Data in this exercise ->
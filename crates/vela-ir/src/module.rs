//! IR Module - functions, basic blocks and struct definitions
//!
//! A `Function` is built through an insertion point (`position_at_end`)
//! like an IR builder; blocks are addressed by `BlockId` so targets
//! stay valid as blocks are appended.

use crate::instruction::{Instruction, Value};
use crate::types::{IrType, StructDef};
use std::fmt;
use vela_error::SourceLoc;

/// A basic block identifier. A u32 index into the function's block
/// vector; the printable label is kept on the block itself.
#[derive(Debug, Clone, Copy, PartialEq, Eq, Hash, PartialOrd, Ord)]
pub struct BlockId(pub u32);

impl BlockId {
    pub const ENTRY: BlockId = BlockId(0);

    pub fn index(self) -> usize {
        self.0 as usize
    }
}

impl fmt::Display for BlockId {
    fn fmt(&self, f: &mut fmt::Formatter<'_>) -> fmt::Result {
        write!(f, "b{}", self.0)
    }
}

/// IR Module - one compilation unit
#[derive(Debug, Default)]
pub struct Module {
    /// Module name
    pub name: String,
    /// Struct definitions, in dependency order
    pub structs: Vec<StructDef>,
    /// Functions
    pub functions: Vec<Function>,
}

impl Module {
    pub fn new(name: impl Into<String>) -> Self {
        Self {
            name: name.into(),
            structs: Vec::new(),
            functions: Vec::new(),
        }
    }

    /// Adds a struct definition unless one with the same name exists
    pub fn add_struct(&mut self, def: StructDef) {
        if self.get_struct(&def.name).is_none() {
            self.structs.push(def);
        }
    }

    pub fn get_struct(&self, name: &str) -> Option<&StructDef> {
        self.structs.iter().find(|s| s.name == name)
    }

    pub fn add_function(&mut self, func: Function) {
        self.functions.push(func);
    }

    pub fn get_function(&self, name: &str) -> Option<&Function> {
        self.functions.iter().find(|f| f.name == name)
    }
}

impl fmt::Display for Module {
    fn fmt(&self, f: &mut fmt::Formatter<'_>) -> fmt::Result {
        writeln!(f, "; Module: {}", self.name)?;
        writeln!(f)?;

        for def in &self.structs {
            write!(f, "%{} = type {{ ", def.name)?;
            for (i, field) in def.fields.iter().enumerate() {
                if i > 0 { write!(f, ", ")?; }
                write!(f, "{} {}", field.ty, field.name)?;
                if let Some(bits) = field.bit_width {
                    write!(f, ":{}", bits)?;
                }
            }
            writeln!(f, " }}")?;
        }
        if !self.structs.is_empty() {
            writeln!(f)?;
        }

        for func in &self.functions {
            writeln!(f, "{}", func)?;
        }

        Ok(())
    }
}

/// Function in IR
#[derive(Debug)]
pub struct Function {
    /// Function name
    pub name: String,
    /// Parameters (name, type)
    pub params: Vec<(String, IrType)>,
    /// Return type
    pub return_type: IrType,
    /// Basic blocks, indexed by `BlockId`
    pub blocks: Vec<BasicBlock>,
    /// Local variables in declaration order
    pub locals: Vec<(String, IrType)>,
    /// Insertion point for `emit`
    cursor: BlockId,
    /// Next temporary ID
    next_temp: u32,
    /// Debug location stamped on emitted instructions
    current_loc: SourceLoc,
}

impl Function {
    pub fn new(name: impl Into<String>, return_type: IrType) -> Self {
        Self {
            name: name.into(),
            params: Vec::new(),
            return_type,
            blocks: vec![BasicBlock::new("entry")],
            locals: Vec::new(),
            cursor: BlockId::ENTRY,
            next_temp: 0,
            current_loc: SourceLoc::NONE,
        }
    }

    /// Adds a parameter
    pub fn add_param(&mut self, name: impl Into<String>, ty: IrType) {
        self.params.push((name.into(), ty));
    }

    /// Declares a local variable slot
    pub fn add_local(&mut self, name: impl Into<String>, ty: IrType) {
        self.locals.push((name.into(), ty));
    }

    pub fn local_type(&self, name: &str) -> Option<&IrType> {
        self.locals.iter().find(|(n, _)| n == name).map(|(_, t)| t)
    }

    pub fn param_type(&self, index: usize) -> Option<&IrType> {
        self.params.get(index).map(|(_, t)| t)
    }

    /// Creates a new temporary ID
    pub fn new_temp(&mut self) -> u32 {
        let id = self.next_temp;
        self.next_temp += 1;
        id
    }

    /// Appends a new block and returns its ID; the insertion point
    /// does not move.
    pub fn new_block(&mut self, label: impl Into<String>) -> BlockId {
        let id = BlockId(self.blocks.len() as u32);
        self.blocks.push(BasicBlock::new(label));
        id
    }

    /// Moves the insertion point to the end of `block`
    pub fn position_at_end(&mut self, block: BlockId) {
        debug_assert!(block.index() < self.blocks.len());
        self.cursor = block;
    }

    /// The block instructions are currently appended to
    pub fn insertion_block(&self) -> BlockId {
        self.cursor
    }

    pub fn block(&self, id: BlockId) -> &BasicBlock {
        &self.blocks[id.index()]
    }

    pub fn block_mut(&mut self, id: BlockId) -> &mut BasicBlock {
        &mut self.blocks[id.index()]
    }

    pub fn get_block(&self, id: BlockId) -> Option<&BasicBlock> {
        self.blocks.get(id.index())
    }

    pub fn block_ids(&self) -> impl Iterator<Item = BlockId> + '_ {
        (0..self.blocks.len() as u32).map(BlockId)
    }

    /// Sets the debug location for subsequently emitted instructions
    pub fn set_loc(&mut self, loc: SourceLoc) {
        self.current_loc = loc;
    }

    /// Debug location of instruction `idx` in `block`
    pub fn loc_of(&self, block: BlockId, idx: usize) -> SourceLoc {
        self.blocks[block.index()]
            .locations
            .get(idx)
            .copied()
            .unwrap_or(SourceLoc::NONE)
    }

    /// Appends an instruction at the insertion point
    pub fn emit(&mut self, inst: Instruction) {
        let loc = self.current_loc;
        self.blocks[self.cursor.index()].push_with_loc(inst, loc);
    }

    /// Emits an instruction and returns its destination temporary
    pub fn emit_with_dest(&mut self, inst: Instruction) -> Value {
        let dest = inst.dest().expect("instruction has no destination");
        self.emit(inst);
        Value::Temp(dest)
    }

    /// Whether `block` ends in a terminator
    pub fn is_terminated(&self, block: BlockId) -> bool {
        self.blocks[block.index()].is_terminated()
    }
}

impl fmt::Display for Function {
    fn fmt(&self, f: &mut fmt::Formatter<'_>) -> fmt::Result {
        write!(f, "define {} @{}(", self.return_type, self.name)?;
        for (i, (name, ty)) in self.params.iter().enumerate() {
            if i > 0 { write!(f, ", ")?; }
            write!(f, "{} %{}", ty, name)?;
        }
        writeln!(f, ") {{")?;

        for (name, ty) in &self.locals {
            writeln!(f, "  %{} = alloca {}", name, ty)?;
        }
        if !self.locals.is_empty() {
            writeln!(f)?;
        }

        for (i, block) in self.blocks.iter().enumerate() {
            if block.label.is_empty() {
                writeln!(f, "b{}:", i)?;
            } else {
                writeln!(f, "b{}:  ; {}", i, block.label)?;
            }
            for inst in &block.instructions {
                writeln!(f, "  {}", inst)?;
            }
        }

        writeln!(f, "}}")
    }
}

/// Basic Block - straight-line instruction sequence ending in a
/// terminator once the function is complete
#[derive(Debug)]
pub struct BasicBlock {
    /// Display label
    pub label: String,
    /// Instructions
    pub instructions: Vec<Instruction>,
    /// Per-instruction debug locations, parallel to `instructions`
    pub locations: Vec<SourceLoc>,
}

impl BasicBlock {
    pub fn new(label: impl Into<String>) -> Self {
        Self {
            label: label.into(),
            instructions: Vec::new(),
            locations: Vec::new(),
        }
    }

    /// Checks if the block ends with a terminator instruction
    pub fn is_terminated(&self) -> bool {
        self.instructions.last().map(|i| i.is_terminator()).unwrap_or(false)
    }

    /// The terminator, when the block has one
    pub fn terminator(&self) -> Option<&Instruction> {
        self.instructions.last().filter(|i| i.is_terminator())
    }

    pub fn push(&mut self, inst: Instruction) {
        self.push_with_loc(inst, SourceLoc::NONE);
    }

    pub fn push_with_loc(&mut self, inst: Instruction, loc: SourceLoc) {
        self.instructions.push(inst);
        self.locations.push(loc);
    }
}

#[cfg(test)]
mod tests {
    use super::*;
    use crate::instruction::BinaryOp;

    #[test]
    fn test_function_creation() {
        let mut func = Function::new("add", IrType::Int(64));
        func.add_param("a", IrType::Int(64));
        func.add_param("b", IrType::Int(64));

        let t0 = func.new_temp();
        func.emit(Instruction::Binary {
            dest: t0,
            op: BinaryOp::Add,
            left: Value::Param(0),
            right: Value::Param(1),
        });
        func.emit(Instruction::Return(Some(Value::Temp(t0))));

        assert_eq!(func.params.len(), 2);
        assert_eq!(func.blocks.len(), 1);
        assert_eq!(func.blocks[0].instructions.len(), 2);
        assert!(func.is_terminated(BlockId::ENTRY));
    }

    #[test]
    fn test_insertion_point_moves() {
        let mut func = Function::new("f", IrType::Void);
        let side = func.new_block("side");

        func.emit(Instruction::Branch { target: side });
        func.position_at_end(side);
        func.emit(Instruction::Return(None));

        assert_eq!(func.blocks[0].instructions.len(), 1);
        assert_eq!(func.blocks[1].instructions.len(), 1);
        assert!(func.is_terminated(side));
    }

    #[test]
    fn test_debug_locations_follow_emissions() {
        let mut func = Function::new("f", IrType::Void);
        func.set_loc(SourceLoc::line_only(0, 12));
        func.emit(Instruction::Comment("at line 12".into()));
        func.emit(Instruction::Return(None));

        assert_eq!(func.loc_of(BlockId::ENTRY, 0).line, 12);
        assert_eq!(func.loc_of(BlockId::ENTRY, 1).line, 12);
    }

    #[test]
    fn test_module_display() {
        let mut module = Module::new("demo");
        let mut func = Function::new("main", IrType::Void);
        func.emit(Instruction::Return(None));
        module.add_function(func);

        let output = module.to_string();
        assert!(output.contains("; Module: demo"));
        assert!(output.contains("define void @main"));
        assert!(output.contains("ret void"));
    }
}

Your assignment -> Go through the listing above and return every line where the word "definitions" occurs.

Result for this exercise ->
//! IR Module - functions, basic blocks and struct definitions
    /// Struct definitions, in dependency order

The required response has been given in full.